*Directions for this task*
Repeat, exactly as written, the lines of the records below from the first through the line with "use regex::bytes::Regex;", but none past it.

*Entries supplied*
###

/*
 * sio - composed, resumable stream I/O operations with cancellation support
 * This is free and unencumbered software released into the public domain.
 */
use std::net::{TcpListener, TcpStream, Shutdown};
use std::thread;
use std::time::Duration;

use regex::bytes::Regex;

use sio_rs::{DynamicBuffer, MatchResult, predicate, read_until, transfer_all, write_all, write_buffer};

const REQUEST: &[u8] = b"GET /index.html HTTP/1.1\r\nHost: localhost\r\nConnection: close\r\n\r\n";
const RESPONSE: &[u8] = b"HTTP/1.1 200 OK\r\nContent-Length: 2\r\n\r\nOK";

#[test]
fn request_and_response_round_trip_over_loopback() {
    let listener = TcpListener::bind("127.0.0.1:0").expect("Failed to bind listener!");
    let address = listener.local_addr().expect("Failed to get local address!");
    let (done_tx, done_rx) = crossbeam_channel::bounded::<Vec<u8>>(1);

    let server = thread::spawn(move || {
        let (mut stream, _addr) = listener.accept().expect("Failed to accept connection!");

        let mut buffer = DynamicBuffer::new();
        let length = read_until(&mut stream, &mut buffer, "\r\n\r\n").expect("Failed to read request!");
        done_tx.send(buffer.data()[..length].to_vec()).expect("Failed to send request!");

        let mut response = DynamicBuffer::from_vec(RESPONSE.to_vec(), None);
        write_buffer(&mut stream, &mut response, transfer_all()).expect("Failed to write response!");
        assert_eq!(response.size(), 0);
        stream.shutdown(Shutdown::Write).expect("Failed to shut down stream!");
    });

    let mut stream = TcpStream::connect(address).expect("Failed to connect!");

    // Send the request in two pieces, so the server's read-until loop has to
    // assemble it across multiple single-shot reads.
    let (head, tail) = REQUEST.split_at(10);
    write_all(&mut stream, head).expect("Failed to write request head!");
    thread::sleep(Duration::from_millis(10));
    write_all(&mut stream, tail).expect("Failed to write request tail!");

    // A regex is just one more caller-supplied predicate: pin the scan
    // window with Partial(0) and let the expression find the header end.
    let header_end = Regex::new(r"\r\n\r\n").expect("Failed to compile regex!");
    let condition = predicate(|data: &[u8]| {
        match header_end.find(data) {
            Some(found) => MatchResult::Full(found.end()),
            None => MatchResult::Partial(0),
        }
    });

    let mut buffer = DynamicBuffer::new();
    let length = read_until(&mut stream, &mut buffer, condition).expect("Failed to read response!");
    assert_eq!(&buffer.data()[..length], b"HTTP/1.1 200 OK\r\nContent-Length: 2\r\n\r\n");
    buffer.consume(length);

    server.join().expect("Failed to join server thread!");
    assert_eq!(done_rx.recv().expect("Failed to receive request!"), REQUEST);
}

#[cfg(unix)]
#[test]
fn interrupter_wakes_a_blocked_demultiplexer_thread() {
    use mio::{Events, Poll, Token};
    use sio_rs::Interrupter;

    const WAKE: Token = Token(0);

    let mut interrupter = Interrupter::new().expect("Failed to create interrupter!");
    let mut poll = Poll::new().expect("Failed to create poll!");
    interrupter.register(poll.registry(), WAKE).expect("Failed to register!");

    let (ready_tx, ready_rx) = crossbeam_channel::bounded::<()>(1);
    let (woken_tx, woken_rx) = crossbeam_channel::bounded::<bool>(1);

    thread::scope(|scope| {
        let interrupter = &interrupter;
        scope.spawn(move || {
            let mut events = Events::with_capacity(8);
            ready_tx.send(()).expect("Failed to signal readiness!");
            poll.poll(&mut events, None).expect("Failed to poll!");
            assert!(events.iter().any(|event| event.token() == WAKE));
            let pending = interrupter.reset().expect("Failed to reset!");
            woken_tx.send(pending).expect("Failed to send wake result!");
        });

        ready_rx.recv().expect("Failed to await readiness!");
        thread::sleep(Duration::from_millis(50));
        interrupter.interrupt().expect("Failed to interrupt!");

        assert!(woken_rx.recv_timeout(Duration::from_secs(10)).expect("Demultiplexer was not woken!"));
    });
}
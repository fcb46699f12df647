/*
 * sio - composed, resumable stream I/O operations with cancellation support
 * This is free and unencumbered software released into the public domain.
 */
mod flag;

pub(crate) use flag::Flag;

###

*Response area*
/*
 * sio - composed, resumable stream I/O operations with cancellation support
 * This is free and unencumbered software released into the public domain.
 */
use std::net::{TcpListener, TcpStream, Shutdown};
use std::thread;
use std::time::Duration;

use regex::bytes::Regex;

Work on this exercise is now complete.